Shuffle the order of data in each cloud in advance. This clarifies that the model is not affected by data order.

In [None]:
np.random.seed(0)
for items in [X, Xv, Xt]:
    for values in tqdm(items):
        np.random.shuffle(values)

In [None]:
cat_label = [cat_list[X_label[i]]
             for i in range(X_label.shape[0])]
cat_label_v = [cat_list[Xv_label[i]]
               for i in range(Xv_label.shape[0])]
cat_label_t = [cat_list[Xt_label[i]]
               for i in range(Xt_label.shape[0])]

In [None]:
def PCPlot3d(ax, pts):

    ax.set_xlabel("X")
    ax.set_ylabel("Y")
    ax.set_zlabel("Z")

    X,Y,Z = pts[:,0], -pts[:,2], pts[:,1]
    ax.set_xlim(-1., 1.)
    ax.set_ylim(-1., 1.)
    ax.set_zlim(-1., 1.)

    ax.plot(X,Y,Z, marker="o", markersize=1, linestyle='None')

%matplotlib inline
fig = plt.figure(figsize=(5,5))
fig.tight_layout()
ax = Axes3D(fig)
PCPlot3d(ax, X[333])

# Encoder Construction
I tried to follow the architecture of [1] almost closely, but I avoided using BatchNorm layers due to performance degradation.  
Please note the encoder is not completely consistent in structure with the original Transoformer.
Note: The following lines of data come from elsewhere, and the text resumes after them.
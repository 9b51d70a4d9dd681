//! Testing utilities and a mock CSV source for integration tests.
//!
//! Lets hubs be exercised end to end without a real asset server.
//!
//! # Example
//!
//! ```rust,ignore
//! use moviehub_core::testing::{fixtures, MockCsvSource};
//!
//! let source = Arc::new(MockCsvSource::new());
//! source.set_response("/rocky/rocky.csv", fixtures::ROCKY_CSV).await;
//!
//! let registry = HubRegistry::new(source);
//! ```

mod mock_csv_source;

pub use mock_csv_source::MockCsvSource;

/// Test fixtures and helper functions.
pub mod fixtures {
    use crate::catalog::{columns, CatalogRecord, RawRow};

    /// A small Rocky catalog with one blank row and one unreleased title.
    pub const ROCKY_CSV: &str = "\
Name,Release Date,Critic Rating,Audience Rating,My Rating,Trailer
Rocky,11/21/1976,93%,4.5/5,5/5,https://www.youtube.com/watch?v=7RYpJAUMo2M
Rocky II,6/15/1979,71%,4/5,4/5,
,,,,,
Rocky IV,11/27/1985,38%,4.5/5,3/5,https://youtu.be/yLLQvF7QOy0
\"Rocky Balboa\",12/20/2006,77%,4/5,N/A,
Rocky Returns,TBD,,,,
The Next Round,1/1/2099,,,,
";

    /// A Harry Potter catalog where some titles have punctuation in their names.
    pub const HARRY_POTTER_CSV: &str = "\
Name,Release Date,Critic Rating,Audience Rating,My Rating,Trailer
Harry Potter and the Sorcerer's Stone,11/16/2001,81%,4.5/5,4/5,
Harry Potter and the Chamber of Secrets,11/15/2002,82%,4/5,3.5/5,
\"Harry Potter and the Deathly Hallows: Part 2\",7/15/2011,96%,4.5/5,5/5,
";

    /// Builds a record with only `Name` and `Release Date` set.
    pub fn record(name: &str, release_date: &str) -> CatalogRecord {
        let mut row = RawRow::new();
        row.insert(columns::NAME.to_string(), name.to_string());
        row.insert(columns::RELEASE_DATE.to_string(), release_date.to_string());
        CatalogRecord::from_row(row)
    }

    /// Builds a record from column/value pairs.
    pub fn record_with(fields: &[(&str, &str)]) -> CatalogRecord {
        CatalogRecord::from_row(
            fields
                .iter()
                .map(|(k, v)| (k.to_string(), v.to_string()))
                .collect(),
        )
    }
}
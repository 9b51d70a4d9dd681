pub mod catalog;
pub mod config;
pub mod franchise;
pub mod metrics;
pub mod presentation;
pub mod testing;

pub use catalog::{
    parse_catalog_csv, parse_release_date, Catalog, CatalogConfig, CatalogError, CatalogLoader,
    CatalogRecord, CatalogSource, CsvSource, HttpCsvSource, LoadFailurePolicy, ReleaseDate,
    ReleasePartition,
};
pub use config::{
    load_config, load_config_from_str, validate_config, AssetsConfig, Config, ConfigError,
    HubOverride, ServerConfig,
};
pub use franchise::{Franchise, Hub, HubRegistry};
//! Static rows served when a franchise CSV cannot be loaded.

use crate::catalog::FallbackRow;

const fn row(
    name: &'static str,
    release_date: &'static str,
    critic_rating: &'static str,
    audience_rating: &'static str,
    my_rating: &'static str,
) -> FallbackRow {
    FallbackRow {
        name,
        release_date,
        critic_rating,
        audience_rating,
        my_rating,
        trailer: "",
    }
}

pub static CHIPMUNKS: &[FallbackRow] = &[
    row("Alvin and the Chipmunks", "12/14/2007", "27%", "3/5", "3.5/5"),
    row("Alvin and the Chipmunks: The Squeakquel", "12/23/2009", "21%", "3/5", "3/5"),
    row("Alvin and the Chipmunks: Chipwrecked", "12/16/2011", "12%", "3/5", "3/5"),
    row("Alvin and the Chipmunks: The Road Chip", "12/18/2015", "15%", "3/5", "2.5/5"),
];

pub static DESPICABLE_ME: &[FallbackRow] = &[
    row("Despicable Me", "7/9/2010", "81%", "4/5", "4.5/5"),
    row("Despicable Me 2", "7/3/2013", "75%", "4/5", "4/5"),
    row("Minions", "7/10/2015", "55%", "3.5/5", "3.5/5"),
    row("Despicable Me 3", "6/30/2017", "58%", "3.5/5", "3/5"),
    row("Minions: The Rise of Gru", "7/1/2022", "70%", "4.5/5", "4/5"),
    row("Despicable Me 4", "7/3/2024", "56%", "4/5", "3.5/5"),
];

pub static GODZILLA: &[FallbackRow] = &[
    row("Godzilla (1954)", "11/3/1954", "93%", "4.5/5", "5/5"),
    row("Godzilla (2014)", "5/16/2014", "76%", "3.5/5", "3.5/5"),
    row("Godzilla: King of the Monsters", "5/31/2019", "42%", "4/5", "3.5/5"),
    row("Godzilla vs. Kong", "3/31/2021", "76%", "4.5/5", "4/5"),
    row("Godzilla Minus One", "12/1/2023", "98%", "5/5", "5/5"),
    row("Godzilla x Kong: The New Empire", "3/29/2024", "54%", "4.5/5", "3.5/5"),
];

pub static KARATE_KID: &[FallbackRow] = &[
    row("The Karate Kid (1984)", "6/22/1984", "90%", "4.5/5", "5/5"),
    row("The Karate Kid Part II", "6/20/1986", "46%", "3.5/5", "3.5/5"),
    row("The Karate Kid Part III", "6/30/1989", "15%", "3/5", "2.5/5"),
    row("The Next Karate Kid", "9/9/1994", "8%", "2.5/5", "2/5"),
    row("The Karate Kid (2010)", "6/11/2010", "66%", "3.5/5", "4/5"),
    row("Karate Kid: Legends", "5/30/2025", "56%", "4/5", "3.5/5"),
];

pub static PIXAR: &[FallbackRow] = &[
    row("Toy Story", "11/22/1995", "100%", "4.5/5", "5/5"),
    row("A Bug's Life", "11/25/1998", "92%", "3.5/5", "3.5/5"),
    row("Toy Story 2", "11/24/1999", "100%", "4/5", "4.5/5"),
    row("Monsters, Inc.", "11/2/2001", "96%", "4.5/5", "5/5"),
    row("Finding Nemo", "5/30/2003", "99%", "4.5/5", "5/5"),
    row("The Incredibles", "11/5/2004", "97%", "4.5/5", "5/5"),
    row("Cars", "6/9/2006", "75%", "4/5", "3.5/5"),
    row("Ratatouille", "6/29/2007", "96%", "4/5", "4.5/5"),
    row("WALL-E", "6/27/2008", "95%", "4.5/5", "5/5"),
    row("Up", "5/29/2009", "98%", "4.5/5", "4.5/5"),
    row("Toy Story 3", "6/18/2010", "98%", "4.5/5", "5/5"),
];

pub static ROCKY: &[FallbackRow] = &[
    row("Rocky", "12/3/1976", "93%", "4.5/5", "5/5"),
    row("Rocky II", "6/15/1979", "74%", "4/5", "4/5"),
    row("Rocky III", "5/28/1982", "67%", "4/5", "4/5"),
    row("Rocky IV", "11/27/1985", "38%", "4/5", "4.5/5"),
    row("Rocky V", "11/16/1990", "32%", "2.5/5", "2/5"),
    row("Rocky Balboa", "12/20/2006", "77%", "4/5", "4/5"),
    row("Creed", "11/25/2015", "95%", "4.5/5", "4.5/5"),
];

pub static STAR_WARS: &[FallbackRow] = &[
    row("Star Wars: A New Hope", "5/25/1977", "93%", "4.5/5", "5/5"),
    row("Star Wars: The Empire Strikes Back", "5/21/1980", "95%", "5/5", "5/5"),
    row("Star Wars: Return of the Jedi", "5/25/1983", "83%", "4.5/5", "4.5/5"),
];

pub static TRANSFORMERS: &[FallbackRow] = &[
    row("Transformers", "7/3/2007", "57%", "4/5", "4/5"),
    row("Transformers: Revenge of the Fallen", "6/24/2009", "19%", "3/5", "2.5/5"),
    row("Transformers: Dark of the Moon", "6/29/2011", "35%", "3/5", "3/5"),
    row("Bumblebee", "12/21/2018", "91%", "4/5", "4/5"),
    row("Transformers: Rise of the Beasts", "6/9/2023", "52%", "4.5/5", "3.5/5"),
    row("Transformers One", "9/20/2024", "89%", "5/5", "4.5/5"),
];
//! Mock CSV source for testing.

use async_trait::async_trait;
use std::collections::HashMap;
use std::sync::Arc;
use std::time::Duration;
use tokio::sync::RwLock;

use crate::catalog::{CatalogError, CsvSource};

/// Mock implementation of the CsvSource trait.
///
/// Provides controllable behavior for testing:
/// - Serve configured CSV bodies by path
/// - Count fetch attempts for cache assertions
/// - Simulate failures and slow responses
///
/// Unknown paths fail like a missing file, with a 404.
///
/// # Example
///
/// ```rust,ignore
/// use moviehub_core::testing::{MockCsvSource, fixtures};
///
/// let source = MockCsvSource::new();
/// source.set_response("/rocky/rocky.csv", fixtures::ROCKY_CSV).await;
///
/// let text = source.fetch("/rocky/rocky.csv").await?;
/// assert_eq!(source.fetch_count().await, 1);
/// ```
#[derive(Debug, Clone, Default)]
pub struct MockCsvSource {
    /// CSV bodies keyed by requested path.
    responses: Arc<RwLock<HashMap<String, String>>>,
    /// If set, the next fetch will fail with this error.
    next_error: Arc<RwLock<Option<CatalogError>>>,
    /// Errors returned for every fetch of a path.
    path_errors: Arc<RwLock<HashMap<String, CatalogError>>>,
    /// Simulated latency before each response.
    delay: Arc<RwLock<Option<Duration>>>,
    /// Every path fetched, in order.
    requests: Arc<RwLock<Vec<String>>>,
}

impl MockCsvSource {
    pub fn new() -> Self {
        Self::default()
    }

    /// Serve `body` for `path`.
    pub async fn set_response(&self, path: impl Into<String>, body: impl Into<String>) {
        self.responses.write().await.insert(path.into(), body.into());
    }

    /// Make the next fetch fail with `error`.
    pub async fn set_next_error(&self, error: CatalogError) {
        *self.next_error.write().await = Some(error);
    }

    /// Make every fetch of `path` fail with `error`.
    pub async fn set_path_error(&self, path: impl Into<String>, error: CatalogError) {
        self.path_errors.write().await.insert(path.into(), error);
    }

    pub async fn set_delay(&self, delay: Duration) {
        *self.delay.write().await = Some(delay);
    }

    /// Number of fetch attempts, including failed ones.
    pub async fn fetch_count(&self) -> usize {
        self.requests.read().await.len()
    }

    pub async fn requested_paths(&self) -> Vec<String> {
        self.requests.read().await.clone()
    }

    pub async fn clear(&self) {
        self.responses.write().await.clear();
        self.path_errors.write().await.clear();
        self.requests.write().await.clear();
        *self.next_error.write().await = None;
        *self.delay.write().await = None;
    }
}

#[async_trait]
impl CsvSource for MockCsvSource {
    async fn fetch(&self, path: &str) -> Result<String, CatalogError> {
        self.requests.write().await.push(path.to_string());

        let delay = *self.delay.read().await;
        if let Some(delay) = delay {
            tokio::time::sleep(delay).await;
        }

        if let Some(error) = self.next_error.write().await.take() {
            return Err(error);
        }

        if let Some(error) = self.path_errors.read().await.get(path) {
            return Err(error.clone());
        }

        self.responses
            .read()
            .await
            .get(path)
            .cloned()
            .ok_or_else(|| CatalogError::Fetch {
                status: 404,
                url: path.to_string(),
            })
    }
}

#[cfg(test)]
mod tests {
    use super::*;

    #[tokio::test]
    async fn test_serves_configured_body() {
        let source = MockCsvSource::new();
        source.set_response("/a.csv", "Name\nA\n").await;

        assert_eq!(source.fetch("/a.csv").await.unwrap(), "Name\nA\n");
        assert_eq!(source.requested_paths().await, vec!["/a.csv".to_string()]);
    }

    #[tokio::test]
    async fn test_unknown_path_is_404() {
        let source = MockCsvSource::new();
        let err = source.fetch("/missing.csv").await.unwrap_err();
        assert_eq!(err.status(), Some(404));
    }

    #[tokio::test]
    async fn test_next_error_is_consumed() {
        let source = MockCsvSource::new();
        source.set_response("/a.csv", "Name\n").await;
        source
            .set_next_error(CatalogError::Network("reset".to_string()))
            .await;

        assert!(source.fetch("/a.csv").await.is_err());
        assert!(source.fetch("/a.csv").await.is_ok());
        assert_eq!(source.fetch_count().await, 2);
    }

    #[tokio::test]
    async fn test_path_error_persists() {
        let source = MockCsvSource::new();
        source
            .set_path_error(
                "/a.csv",
                CatalogError::Fetch {
                    status: 503,
                    url: "/a.csv".to_string(),
                },
            )
            .await;

        assert_eq!(source.fetch("/a.csv").await.unwrap_err().status(), Some(503));
        assert_eq!(source.fetch("/a.csv").await.unwrap_err().status(), Some(503));

        source.clear().await;
        assert_eq!(source.fetch_count().await, 0);
    }
}
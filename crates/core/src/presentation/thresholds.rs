//! Franchise badges chosen by rating thresholds.

use serde::Serialize;

use super::rating::parse_rating;

/// A label with a display color.
#[derive(Debug, Clone, Copy, PartialEq, Eq, Serialize)]
pub struct Badge {
    pub label: &'static str,
    pub color: &'static str,
}

/// One row of a threshold table: applies from `min_ratio` upwards.
#[derive(Debug, Clone, Copy, PartialEq)]
pub struct Tier<T> {
    pub min_ratio: f64,
    pub value: T,
}

/// Ordered tiers, highest `min_ratio` first. The first tier the rating
/// reaches wins.
#[derive(Debug, Clone, Copy)]
pub struct ThresholdTable<T: 'static> {
    tiers: &'static [Tier<T>],
}

impl<T> ThresholdTable<T> {
    pub const fn new(tiers: &'static [Tier<T>]) -> Self {
        Self { tiers }
    }

    /// Look up by a ratio in `0.0..=1.0`.
    pub fn lookup(&self, ratio: f64) -> Option<&'static T> {
        self.tiers
            .iter()
            .find(|tier| ratio >= tier.min_ratio)
            .map(|tier| &tier.value)
    }

    /// Look up by a raw rating string such as `"4/5"`.
    pub fn lookup_rating(&self, raw: &str) -> Option<&'static T> {
        parse_rating(raw).and_then(|rating| self.lookup(rating.ratio()))
    }

    pub fn tiers(&self) -> &'static [Tier<T>] {
        self.tiers
    }
}

const fn tier(min_ratio: f64, label: &'static str, color: &'static str) -> Tier<Badge> {
    Tier {
        min_ratio,
        value: Badge { label, color },
    }
}

/// Karate Kid belt rank by rating.
pub static KARATE_BELTS: ThresholdTable<Badge> = ThresholdTable::new(&[
    tier(0.9, "Black Belt", "#111111"),
    tier(0.8, "Brown Belt", "#8b4513"),
    tier(0.7, "Purple Belt", "#800080"),
    tier(0.6, "Blue Belt", "#1e90ff"),
    tier(0.5, "Green Belt", "#228b22"),
    tier(0.4, "Orange Belt", "#ff8c00"),
    tier(0.3, "Yellow Belt", "#ffd700"),
    tier(0.0, "White Belt", "#f5f5f5"),
]);

/// Rocky championship title by rating.
pub static CHAMPIONSHIP_TITLES: ThresholdTable<Badge> = ThresholdTable::new(&[
    tier(0.9, "Undisputed Heavyweight Champion", "#d4af37"),
    tier(0.8, "Heavyweight Champion", "#c0c0c0"),
    tier(0.6, "Title Contender", "#cd7f32"),
    tier(0.4, "Journeyman", "#8b0000"),
    tier(0.0, "Club Fighter", "#555555"),
]);
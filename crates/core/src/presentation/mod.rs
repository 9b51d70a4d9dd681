//! Pure formatting helpers for the hub pages.
//!
//! Nothing here does I/O or fails: malformed input yields `None` or an
//! empty-ish but well-formed value.

mod filename;
mod rating;
mod thresholds;
mod trailer;

pub use filename::{build_image_path, title_to_image_filename, FilenameRule, ImageExtension};
pub use rating::{parse_rating, rating_to_star_buckets, Rating, StarBuckets, DEFAULT_DENOMINATOR};
pub use thresholds::{Badge, ThresholdTable, Tier, CHAMPIONSHIP_TITLES, KARATE_BELTS};
pub use trailer::trailer_embed_url;
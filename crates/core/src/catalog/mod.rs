//! Franchise catalogs loaded from static CSV resources.
//!
//! A catalog is fetched once per process through a [`CsvSource`], parsed into
//! [`CatalogRecord`]s with normalized release dates, and cached behind its
//! [`CatalogLoader`]. Failed loads either substitute the franchise's static
//! fallback rows or surface the error, depending on [`LoadFailurePolicy`].

mod date;
mod loader;
mod parse;
mod query;
mod source;
mod types;

pub use date::{expand_two_digit_year, parse_release_date, ReleaseDate};
pub use loader::CatalogLoader;
pub use parse::parse_catalog_csv;
pub use query::*;
pub use source::{CsvSource, HttpCsvSource};
pub use types::*;

use std::time::Duration;

use thiserror::Error;

/// Errors that can occur while loading a catalog.
#[derive(Debug, Clone, Error)]
pub enum CatalogError {
    /// The resource responded with a non-2xx status.
    #[error("Failed to fetch {url}: HTTP {status}")]
    Fetch { status: u16, url: String },

    /// The request never produced a response.
    #[error("Network error: {0}")]
    Network(String),

    /// No response within the configured fetch timeout.
    #[error("Timed out fetching {url} after {after:?}")]
    Timeout { url: String, after: Duration },

    /// The CSV text is structurally malformed.
    #[error("Malformed CSV at line {line}: {message}")]
    Parse { line: u64, message: String },
}

impl CatalogError {
    /// True for every failure that happened before any text was parsed.
    pub fn is_fetch_error(&self) -> bool {
        matches!(
            self,
            Self::Fetch { .. } | Self::Network(_) | Self::Timeout { .. }
        )
    }

    /// HTTP status of a rejected fetch, if there was one.
    pub fn status(&self) -> Option<u16> {
        match self {
            Self::Fetch { status, .. } => Some(*status),
            _ => None,
        }
    }
}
Since point cloud data contains no information in  order,
* It is suitable to apply attention layer which is permutation-invariant.
* Positional embedding which is applied in the original Transformer can be discarded.

In [None]:
def pairwise_distance(xyz1, xyz2):
    n = xyz1.shape[1]
    c = xyz1.shape[2]
    m = xyz2.shape[1]
    xyz1 = tf.tile(tf.reshape(xyz1, (-1,1,n,c)), [1,m,1,1])
    xyz2 = tf.tile(tf.reshape(xyz2, (-1,m,1,c)), [1,1,n,1])
    dist = tf.reduce_sum((xyz1-xyz2)**2, -1)
    return dist

def knn_point(k, xyz1, xyz2):
    dist = -pairwise_distance(xyz1, xyz2)
    val, idx = tf.math.top_k(dist, k)
    return -val, idx

In [None]:
def LayerLinBnRelu(tensor, C, seq_name,
                   use_bias=True, activation=None, LeakyAlpha=0.0):
    x_in = Input(shape=tensor.shape[1:], name=seq_name+'_input')
    x = L.Dense(C, use_bias=use_bias, activation=activation,
                name=seq_name+'_lin')(x_in)
#     x = L.BatchNormalization(name=seq_name+'_bn')(x)
    if LeakyAlpha==0.0:
        x_out = L.ReLU(name=seq_name+'_ReLU')(x)
    else:  
        x_out = L.LeakyReLU(alpha=LeakyAlpha,
                            name=seq_name+'_ReLU')(x)
    model = M.Model(inputs=x_in, outputs=x_out, name=seq_name)
    return model(tensor)

In [None]:
def sample_and_group(args, nsample):
    xyz, pts, fps_idx = args

    new_xyz = tf.gather_nd(xyz, tf.expand_dims(fps_idx,-1), batch_dims=1)
    new_pts = tf.gather_nd(pts, tf.expand_dims(fps_idx,-1), batch_dims=1)
    _, idx = knn_point(nsample, xyz, new_xyz)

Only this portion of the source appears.